Nos dejaron morir a Gerardo en medio de un cañaduzal, tal vez en otro tiempo, no este, donde con seguridad se habría salvado. Bien que le habría valido a Cesar, hacer su film, como los de Ciro Guerra, en blanco y negro. 

La juventud

La juventud

Ya no recuerdo quién lo dijo, pudo haber sido Russell, la juventud es maravillosa, lástima que esté en manos de los jóvenes. Un par de artistas, el músico y el cineasta, amigos de siempre, pasan una temporada en un hotel de lujo en los Alpes. El músico ha ido con su hija, Lena, que actúa como su representante. El cineasta está terminando su último guión, ambos están en los ochenta.

Es tan elegante el film, que más allá del conflicto de la juventud perdida, de la viudez, el asunto que lo tensiona, es una solicitud de la misma reina, para que el músico acceda a dirigir la orquesta sinfónica, una vez más. Un pobre emisario, es el encargado de transmitir los deseos de la reina, a un viejo cínico, desparpajado, que vive como si ya hubiera vivido todo. Un conflicto comprometedor en segundo plano, la reticencia “definitiva” a dirigir la orquesta, que desenlaza el film, dando a conocer la razón personal, que se ve forzado a compartir con el emisario. El conflicto que tensiona el presente del film. Y que cierra justamente con el músico dirigiendo la orquesta sinfónica.

Se juntaron Paolo Sorrentini, el director italiano, y dos figuras inolvidables, Harvey Keitel y Michael Caine, para hacer un  tributo cínico y desenfadado de la vejez. El hotel me recordó la edificación donde moran los tuberculosos de la Montaña  Mágica.

Tiene cuatro escenas memorables, que ya es mucho decir de un film, ahora que de manera tan fácil pueden prescindir de las escenas memorables. La de la confesión de Lena a su padre, agresiva, adolorida, punzante, sobre su infancia y la vida de su madre al lado de él. La de los dos viejos quietos en la piscina, a la que Miss Universo llega desnuda, entra al agua, avanza, so pone frente a ellos y sigue. La de Maradona dándole con la pata izquierda a una pelota de tenis, que se eleva y cae, con la misma fluidez con que el balón sube y baja, al comienzo de Lola corre Lola. Maradona lleva un tatuaje de espalda entera de Marx. Tiene una barriga pontifical y unos horribles pantalones azules. Y la del masaje, el músico, voluminoso, blanco, boca arriba, es atendido por una chica de 16 años, que en algo recuerda a las orientales, que le da un masaje y una lección de cómo hacerlo.
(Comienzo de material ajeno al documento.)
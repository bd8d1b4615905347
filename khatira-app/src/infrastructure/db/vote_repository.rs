use super::entities::{vote, Vote};
use crate::domain::{VoteDirection, VoterId};
use sea_orm::{entity::*, query::*, ConnectionTrait, DatabaseConnection, DbErr, PaginatorTrait};
use std::collections::HashMap;

#[derive(Clone)]
pub struct VoteRepository {
    db: DatabaseConnection,
}

impl VoteRepository {
    pub fn new(db: DatabaseConnection) -> Self {
        Self { db }
    }

    pub async fn exists_on<C: ConnectionTrait>(
        conn: &C,
        khatira_id: i32,
        voter: VoterId,
    ) -> Result<bool, DbErr> {
        let vote = Vote::find_by_id((khatira_id, voter.as_uuid()))
            .one(conn)
            .await?;
        Ok(vote.is_some())
    }

    /// Inserts the vote row. Fails with a unique-constraint error if the pair already voted.
    pub async fn insert_on<C: ConnectionTrait>(
        conn: &C,
        khatira_id: i32,
        voter: VoterId,
        direction: VoteDirection,
    ) -> Result<vote::Model, DbErr> {
        let active = vote::ActiveModel {
            khatira_id: Set(khatira_id),
            voter_id: Set(voter.as_uuid()),
            vote_type: Set(direction.as_str().to_string()),
            created_at: Set(chrono::Utc::now()),
        };
        active.insert(conn).await
    }

    /// The voter's direction per entry, for every entry they voted on.
    pub async fn directions_for(
        &self,
        voter: VoterId,
    ) -> Result<HashMap<i32, VoteDirection>, DbErr> {
        let votes = Vote::find()
            .filter(vote::Column::VoterId.eq(voter.as_uuid()))
            .all(&self.db)
            .await?;

        Ok(votes
            .into_iter()
            .filter_map(|v| v.vote_type.parse::<VoteDirection>().ok().map(|d| (v.khatira_id, d)))
            .collect())
    }

    pub async fn count_for(&self, khatira_id: i32) -> Result<u64, DbErr> {
        Vote::find()
            .filter(vote::Column::KhatiraId.eq(khatira_id))
            .count(&self.db)
            .await
    }
}
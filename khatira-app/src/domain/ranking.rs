use super::AdminKhatira;
use super::Khatira;
use serde::{Deserialize, Serialize};

/// Visual standing of a ranked entry.
#[derive(Debug, Clone, Copy, PartialEq, Eq, Serialize, Deserialize)]
#[serde(rename_all = "lowercase")]
pub enum Podium {
    First,
    Second,
    Third,
    Other,
}

/// Podium for a zero-based position in a ranked list.
pub fn podium(position: usize) -> Podium {
    match position {
        0 => Podium::First,
        1 => Podium::Second,
        2 => Podium::Third,
        _ => Podium::Other,
    }
}

pub trait Scored {
    fn score(&self) -> i32;
}

impl Scored for Khatira {
    fn score(&self) -> i32 {
        Khatira::score(self)
    }
}

impl Scored for AdminKhatira {
    fn score(&self) -> i32 {
        self.score
    }
}

/// Orders by descending score. The sort is stable, so ties keep their incoming order.
pub fn rank<T: Scored>(mut entries: Vec<T>) -> Vec<T> {
    entries.sort_by_key(|entry| std::cmp::Reverse(entry.score()));
    entries
}
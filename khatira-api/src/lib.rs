pub mod handlers;
pub mod middleware;
pub mod session;
pub mod session_store;

use axum::http::header::CONTENT_TYPE;
use axum::http::{HeaderValue, Method};
use axum::routing::{delete, get, post};
use axum::Router;
use khatira_app::{AppContext, Config};
use session_store::DbSessionStore;
use std::time::Duration;
use tower_http::compression::CompressionLayer;
use tower_http::cors::CorsLayer;
use tower_http::trace::TraceLayer;

pub fn build_router(ctx: AppContext) -> Router {
    // Per-IP limits cover submissions and login attempts only.
    let limited = Router::new()
        .route("/api/submit", post(handlers::submit))
        .route("/api/admin/login", post(handlers::admin_login))
        .route_layer(axum::middleware::from_fn_with_state(
            ctx.clone(),
            middleware::rate_limit,
        ));

    let app = Router::new()
        .route("/api/health", get(handlers::health))
        .route("/api/khawatir", get(handlers::list_khawatir))
        .route("/api/vote", post(handlers::vote))
        .route("/api/admin/logout", post(handlers::admin_logout))
        .route(
            "/api/admin/phase",
            get(handlers::get_phase).post(handlers::set_phase),
        )
        .route("/api/admin/khawatir", get(handlers::admin_list))
        .route("/api/admin/khawatir/clear-all", delete(handlers::clear_all))
        .route("/api/admin/khawatir/{id}", delete(handlers::delete_khatira))
        .merge(limited)
        .layer(session::session_layer(
            &ctx.config,
            DbSessionStore::new(ctx.sessions.clone()),
        ))
        .layer(TraceLayer::new_for_http())
        .layer(CompressionLayer::new());

    let app = match cors_layer(&ctx.config) {
        Some(cors) => app.layer(cors),
        None => app,
    };

    app.with_state(ctx)
}

/// Credentialed CORS for the configured front-end origins.
fn cors_layer(config: &Config) -> Option<CorsLayer> {
    let origins: Vec<HeaderValue> = config
        .allowed_origins
        .iter()
        .filter_map(|origin| match origin.parse() {
            Ok(value) => Some(value),
            Err(_) => {
                tracing::warn!("Ignoring invalid origin {:?}", origin);
                None
            }
        })
        .collect();

    if origins.is_empty() {
        return None;
    }

    Some(
        CorsLayer::new()
            .allow_origin(origins)
            .allow_credentials(true)
            .allow_methods([Method::GET, Method::POST, Method::DELETE, Method::OPTIONS])
            .allow_headers([CONTENT_TYPE])
            .max_age(Duration::from_secs(60 * 60)),
    )
}
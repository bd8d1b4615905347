use crate::domain::{podium, rank, AdminKhatira, Khatira, Phase, VisitorKhatira, VoterId};
use crate::infrastructure::db::{db_error, KhatiraRepository, PhaseRepository, VoteRepository};
use khatira_errors::AppError;
use serde::{Deserialize, Serialize};
use std::collections::HashMap;

/// What the public page receives: the entries visible in the current phase.
#[derive(Debug, Clone, Serialize, Deserialize)]
pub struct VisitorListing {
    pub khawatir: Vec<VisitorKhatira>,
    pub phase: Phase,
}

pub struct ListKhawatir {
    khawatir: KhatiraRepository,
    votes: VoteRepository,
    phases: PhaseRepository,
}

impl ListKhawatir {
    pub fn new(khawatir: KhatiraRepository, votes: VoteRepository, phases: PhaseRepository) -> Self {
        Self {
            khawatir,
            votes,
            phases,
        }
    }

    pub async fn for_visitor(&self, voter: Option<VoterId>) -> Result<VisitorListing, AppError> {
        let phase = self.phases.current().await.map_err(db_error)?;
        if !phase.lists_entries() {
            return Ok(VisitorListing {
                khawatir: Vec::new(),
                phase,
            });
        }

        let entries: Vec<Khatira> = self
            .khawatir
            .all()
            .await
            .map_err(db_error)?
            .into_iter()
            .map(Khatira::from)
            .collect();
        let ranked = phase.reveals_scores();
        let entries = if ranked { rank(entries) } else { entries };

        let user_votes = match voter {
            Some(voter) => self.votes.directions_for(voter).await.map_err(db_error)?,
            None => HashMap::new(),
        };

        let khawatir = entries
            .iter()
            .enumerate()
            .map(|(position, k)| {
                let mut view = k.visitor_view(phase, user_votes.get(&k.id).copied());
                if ranked {
                    view.podium = Some(podium(position));
                }
                view
            })
            .collect();
        Ok(VisitorListing { khawatir, phase })
    }

    /// All entries with authors and scores, ranked, whatever the phase.
    pub async fn for_admin(&self) -> Result<Vec<AdminKhatira>, AppError> {
        let entries = self
            .khawatir
            .all()
            .await
            .map_err(db_error)?
            .into_iter()
            .map(|m| Khatira::from(m).admin_view())
            .collect();
        Ok(rank(entries))
    }
}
Los críticos han dichos que es "una película demasiado ensimismada, en la que todo suena petulante y ampuloso”, bah, porquerías de los reseñistas de periódico. (Sergi Sánches, La Razón).

"Casi todo es falso en este filme, que parece hecho de cara a la galería de espectadores sensibles a los hechizos de la pomposidad arty y el vacío ostentoso. ’Youth’ se parece bastante a la película de un farsante." (Carlos Reviriego: Diario El Mundo). Y si todo es falso, y si es hechizo, y si es vacía, una farsa, con mayor razón habrá que verla, solo por esa condición tan íntima, de habitación, de mirada, con que se muestran los personajes, el espectro sensible de la condición humana.  

 Sorrentino no sobrecarga la escena, tiene un diálogo impecable, cada vez que los personajes hablan, dicen algo, el tratamiento de la realización  tiene el ritmo y el tempo propios del drama de la vejez no cerrada, cuando la creación y el arte, todavía los comprometen, a su edad. Además, las reflexiones de Ballinger (Caine) con su música, o Boyle (Keitel), con su película testamento, son recreaciones creíbles de la condición del artista. Sorrentino se para con la minuciosidad británica y el espíritu italiano, para hacer un film de alta ironía, de humor, de drama sin aspaviento, de juegos tan sutiles como los de Tornatore.

Hay que ver Juventud. Para mayores de cincuenta.